Major economies in southeast Asia, including Malaysia, Indonesia, Vietnam and Thailand, have been struggling with their worst coronavirus outbreaks – and new lockdowns – since the pandemic began early last year due to the arrival of the highly infectious Delta variant.
Automotive component manufacturers across the region have been severely disrupted by the lockdowns, affecting Japanese vehicle manufacturers which have become increasingly dependent on suppliers based in low-cost countries across southeast Asia.
“The lockdowns have also compounded the acute shortages that already existed in the global semiconductor industry, forcing vehicle manufacturers to announce further production cutbacks,” Leggett points out.

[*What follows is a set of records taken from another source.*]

//! LLM-backed mood classification
//!
//! Asks a chat model which moods fit a bar, given its structured fields
//! and up to a handful of review snippets. The vocabulary is closed:
//! every label the model returns is validated against [`Mood`] and
//! anything else is dropped. An empty or all-invalid reply leaves the
//! record's existing moods alone, so one bad classification run can
//! never wipe earlier results.

use crate::models::{BarRecord, Mood};
use crate::services::openai_client::{OpenAiClient, OpenAiError};
use std::collections::BTreeSet;

/// Mood classifier over the OpenAI chat client.
pub struct MoodClassifier {
    client: OpenAiClient,
}

impl MoodClassifier {
    pub fn new(client: OpenAiClient) -> Self {
        Self { client }
    }

    /// Classify one bar into the closed mood vocabulary.
    ///
    /// Unknown labels in the reply are logged and discarded; the
    /// returned set contains valid moods only and may be empty.
    pub async fn classify(
        &self,
        record: &BarRecord,
        reviews: &[String],
    ) -> Result<BTreeSet<Mood>, OpenAiError> {
        let user_prompt = build_user_prompt(record, reviews);
        let reply = self
            .client
            .complete_json(&system_prompt(), &user_prompt)
            .await?;

        let (moods, rejected) = parse_mood_labels(&reply);

        if !rejected.is_empty() {
            tracing::warn!(
                bar = %record.name,
                rejected = ?rejected,
                "Classifier returned labels outside the mood vocabulary"
            );
        }

        tracing::debug!(bar = %record.name, moods = ?moods, "Moods classified");

        Ok(moods)
    }
}

/// Install a classified mood set on a record.
///
/// Returns whether the record changed. An empty set is a failed
/// classification and never overwrites existing moods.
pub fn apply_moods(record: &mut BarRecord, moods: BTreeSet<Mood>) -> bool {
    if moods.is_empty() {
        return false;
    }
    if record.moods.as_ref() == Some(&moods) {
        return false;
    }
    record.moods = Some(moods);
    true
}

/// The system prompt enumerates the vocabulary from [`Mood::ALL`], so
/// prompt and validation can never disagree about what is allowed.
fn system_prompt() -> String {
    let labels = Mood::ALL.map(|m| m.as_str()).join(", ");
    format!(
        "You classify Stockholm bars by the occasions they suit. \
         Reply with a JSON object {{\"moods\": [...]}} where each entry is \
         one of: {labels}. Pick every mood that clearly fits, none that do \
         not. Use only labels from that list."
    )
}

/// Assemble the structured fields and review snippets into one prompt.
fn build_user_prompt(record: &BarRecord, reviews: &[String]) -> String {
    let mut prompt = format!("Bar: {}\n", record.name);

    if let Some(address) = record.resolved_address() {
        prompt.push_str(&format!("Address: {}\n", address));
    }
    if let Some(price) = record.price {
        prompt.push_str(&format!("Cheapest beer: {} SEK\n", price));
    }
    if let Some(dance_floor) = &record.dance_floor {
        prompt.push_str(&format!("Dance floor: {}\n", dance_floor));
    }
    if let Some(notes) = &record.dance_notes {
        prompt.push_str(&format!("Dance notes: {}\n", notes));
    }
    if let Some(tags) = &record.tags {
        if !tags.is_empty() {
            let joined = tags.iter().cloned().collect::<Vec<_>>().join(", ");
            prompt.push_str(&format!("Tags: {}\n", joined));
        }
    }

    if reviews.is_empty() {
        prompt.push_str("No reviews available.\n");
    } else {
        prompt.push_str("Reviews:\n");
        for review in reviews {
            prompt.push_str(&format!("- {}\n", review));
        }
    }

    prompt
}

/// Validate a classification reply against the mood vocabulary.
///
/// Accepts either `{"moods": [...]}` or a bare JSON array. Returns the
/// valid moods and the labels that were rejected.
fn parse_mood_labels(reply: &serde_json::Value) -> (BTreeSet<Mood>, Vec<String>) {
    let labels = reply
        .get("moods")
        .and_then(|v| v.as_array())
        .or_else(|| reply.as_array());

    let mut moods = BTreeSet::new();
    let mut rejected = Vec::new();

    let Some(labels) = labels else {
        return (moods, rejected);
    };

    for label in labels {
        let Some(text) = label.as_str() else {
            rejected.push(label.to_string());
            continue;
        };
        match text.parse::<Mood>() {
            Ok(mood) => {
                moods.insert(mood);
            }
            Err(_) => rejected.push(text.to_string()),
        }
    }

    (moods, rejected)
}

#[cfg(test)]
mod tests {
    use super::*;
    use serde_json::json;

    #[test]
    fn test_parse_valid_labels() {
        let reply = json!({"moods": ["party_night", "group_friends"]});
        let (moods, rejected) = parse_mood_labels(&reply);

        assert_eq!(
            moods,
            BTreeSet::from([Mood::PartyNight, Mood::GroupFriends])
        );
        assert!(rejected.is_empty());
    }

    #[test]
    fn test_parse_bare_array() {
        let reply = json!(["chill_hangout"]);
        let (moods, rejected) = parse_mood_labels(&reply);

        assert_eq!(moods, BTreeSet::from([Mood::ChillHangout]));
        assert!(rejected.is_empty());
    }

    #[test]
    fn test_unknown_labels_are_rejected() {
        let reply = json!({"moods": ["party_night", "romantic", "after_work"]});
        let (moods, rejected) = parse_mood_labels(&reply);

        assert_eq!(moods, BTreeSet::from([Mood::PartyNight]));
        assert_eq!(rejected, vec!["romantic".to_string(), "after_work".to_string()]);
    }

    #[test]
    fn test_non_string_labels_are_rejected() {
        let reply = json!({"moods": ["party_night", 3, null]});
        let (moods, rejected) = parse_mood_labels(&reply);

        assert_eq!(moods, BTreeSet::from([Mood::PartyNight]));
        assert_eq!(rejected.len(), 2);
    }

    #[test]
    fn test_unexpected_shape_yields_nothing() {
        let reply = json!({"labels": ["party_night"]});
        let (moods, rejected) = parse_mood_labels(&reply);

        assert!(moods.is_empty());
        assert!(rejected.is_empty());
    }

    #[test]
    fn test_duplicate_labels_collapse() {
        let reply = json!({"moods": ["party_night", "party_night"]});
        let (moods, _) = parse_mood_labels(&reply);
        assert_eq!(moods.len(), 1);
    }

    #[test]
    fn test_apply_moods_sets_and_reports_change() {
        let mut bar = BarRecord::new("kvarnen", "Kvarnen");
        let moods = BTreeSet::from([Mood::PartyNight]);

        assert!(apply_moods(&mut bar, moods.clone()));
        assert_eq!(bar.moods, Some(moods));
    }

    #[test]
    fn test_apply_empty_set_keeps_prior_moods() {
        let mut bar = BarRecord::new("kvarnen", "Kvarnen");
        bar.moods = Some(BTreeSet::from([Mood::ChillHangout]));

        assert!(!apply_moods(&mut bar, BTreeSet::new()));
        assert_eq!(bar.moods, Some(BTreeSet::from([Mood::ChillHangout])));
    }

    #[test]
    fn test_apply_same_set_is_not_a_change() {
        let mut bar = BarRecord::new("kvarnen", "Kvarnen");
        let moods = BTreeSet::from([Mood::FirstDate, Mood::ChillDate]);
        bar.moods = Some(moods.clone());

        assert!(!apply_moods(&mut bar, moods));
    }

    #[test]
    fn test_user_prompt_includes_structured_fields_and_reviews() {
        let mut bar = BarRecord::new("kvarnen", "Kvarnen");
        bar.address = Some("Tjärhovsgatan 4".to_string());
        bar.price = Some(62);
        bar.dance_floor = Some("yes".to_string());
        bar.tags = Some(BTreeSet::from(["party".to_string()]));

        let reviews = vec!["Classic beer hall, gets loud at night.".to_string()];
        let prompt = build_user_prompt(&bar, &reviews);

        assert!(prompt.contains("Bar: Kvarnen"));
        assert!(prompt.contains("Tjärhovsgatan 4"));
        assert!(prompt.contains("62 SEK"));
        assert!(prompt.contains("Dance floor: yes"));
        assert!(prompt.contains("Tags: party"));
        assert!(prompt.contains("Classic beer hall"));
    }

    #[test]
    fn test_user_prompt_notes_missing_reviews() {
        let bar = BarRecord::new("kvarnen", "Kvarnen");
        let prompt = build_user_prompt(&bar, &[]);
        assert!(prompt.contains("No reviews available."));
    }

    #[test]
    fn test_system_prompt_enumerates_the_whole_vocabulary() {
        let prompt = system_prompt();
        for mood in Mood::ALL {
            assert!(prompt.contains(mood.as_str()), "missing {mood}");
        }
    }
}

Leggett adds: “The Covid-19 pandemic has also exposed Malaysia’s importance in the global semiconductor supply chain. Strict lockdowns in the country in the last few months have made worse an already severely disrupted global semiconductor sector, significantly lengthening order lead times for chips and forcing automakers such as Toyota, Daihatsu, Ford and Mazda to announce extensive global production cuts in the third quarter of 2021.”